Wing membrane. Histologic periodic acid Schiff stain (a, b, d) and transmission electron micrographic (TEM, c) sections of wing membrane from Myotis lucifugus infected with Pseudogymnoascus destructans causing white-nose syndrome. Fungal hyphae are stained magenta. Lack of inflammatory cell reaction is consistent with WNS in hibernating bats [5]. (a) Pigmented cells of the epidermal layer (arrowheads) illustrate the intraepidermal boundary above and below dense packets of irregular P. destructans hyphae without epidermal damage [21]; this is consistent with the biotrophic stage of invasion. (b) Intraepidermal proliferation of fungal hyphae demarcated above and below by pigmented epidermis (arrowheads). Arrows show hyphae penetrating the basement membrane of the epidermis initiating infection of the deeper dermis. This hyphal invasion resembles the penetration mechanism used by some types of appressoria. (c) TEM shows fungal hyphae (arrows) within the outer layer (stratum corneum) of the epidermis.
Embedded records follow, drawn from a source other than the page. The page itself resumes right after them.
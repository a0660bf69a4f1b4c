use crate::sbom_engine::domain::{Document, UnifyOutcome, ValidationIssue};

/// UnifyResponse - Response DTO from the unification use case
#[derive(Debug, Clone)]
pub struct UnifyResponse {
    /// The merged document
    pub document: Document,
    /// Recursive component count, synthetic root included
    pub components_count: usize,
    pub sources_count: usize,
    /// Warnings for inputs merged despite structural errors
    pub warnings: Vec<ValidationIssue>,
}

impl From<UnifyOutcome> for UnifyResponse {
    fn from(outcome: UnifyOutcome) -> Self {
        Self {
            document: outcome.document,
            components_count: outcome.components_count,
            sources_count: outcome.sources_count,
            warnings: outcome.warnings,
        }
    }
}
use crate::sbom_engine::domain::SpecVersion;
use std::path::PathBuf;
use std::time::Duration;

/// Default per-probe timeout for VCS reachability checks
pub const DEFAULT_VCS_TIMEOUT: Duration = Duration::from_secs(10);

/// ValidateRequest - Request DTO for the validation use case
#[derive(Debug, Clone)]
pub struct ValidateRequest {
    /// Path to the CycloneDX JSON document
    pub document_path: PathBuf,
    /// Spec version the document is expected to declare
    pub target: SpecVersion,
    /// Probe VCS references over the network
    pub check_vcs: bool,
    /// Upper bound for each individual probe
    pub vcs_timeout: Duration,
}

impl ValidateRequest {
    pub fn new(document_path: PathBuf, target: SpecVersion) -> Self {
        Self {
            document_path,
            target,
            check_vcs: false,
            vcs_timeout: DEFAULT_VCS_TIMEOUT,
        }
    }

    pub fn with_vcs_check(mut self, timeout: Duration) -> Self {
        self.check_vcs = true;
        self.vcs_timeout = timeout;
        self
    }
}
Arrowheads indicate the layer of bat epidermal cells covering hyphae without morphologic change or evidence of damage to the host cells; this is consistent with biotrophic infection. (d) Progression of P. destructans infection into deeper dermis (arrows) with replacement of connective tissue of the wing membrane with fungal hyphae.

Figure 3.

Muzzle. Histologic sections of muzzle from Myotis lucifugus stained with hematoxylin and eosin (a), periodic acid Schiff stain (b, d), and transmission electron micrographic (TEM, c). (a) Normal muzzle tissue stained with hematoxylin and eosin. Arrowhead points to hair shaft. Black arrow points to sebaceous gland that secretes lipid material into the hair follicle. (b) Fungal hyphae of Pseudogymnoascus destructans (magenta) within and expanding from the follicle (arrowheads), invading and replacing lipid-laden sebaceous gland (arrow) and surrounding connective tissue. (c) TEM shows fungal hyphae (black arrows) entering the hair follicle identified by emerging hair shaft (white arrow). (d) Extensive invasion of P. destructans including hair follicle surrounding hair shaft (arrowheads) with replacement of associated sebaceous glands (arrows) and regional connective tissue.

Figure 4.

Pseudogymnoascus species are phylogenetically related to plant-associated fungi. Maximum likelihood tree based on 1,146 families of orthologues. All displayed nodes are supported by a bootstrap value >95%. The number of sequences in each collapsed clade are indicated within parentheses. The tree is represented in its more complete form inFigure S-1. Within the Leotiomyceta clade, groups outside Pseudogymnoascus have been collapsed at the species level, with the corresponding number of strains indicated in parentheses. Color dots indicate known ecologies. The Leotiomyceta clade does not contain any representatives of the ecology groups for aquatic, lichen, mycoparasite of plant pathogen, or mammalian pathogens outside of the Pseudogymnoascus genus. Additional species have been discarded because they were closely related to species with more sequence data, a list of which can be found in Supplementary Table S1.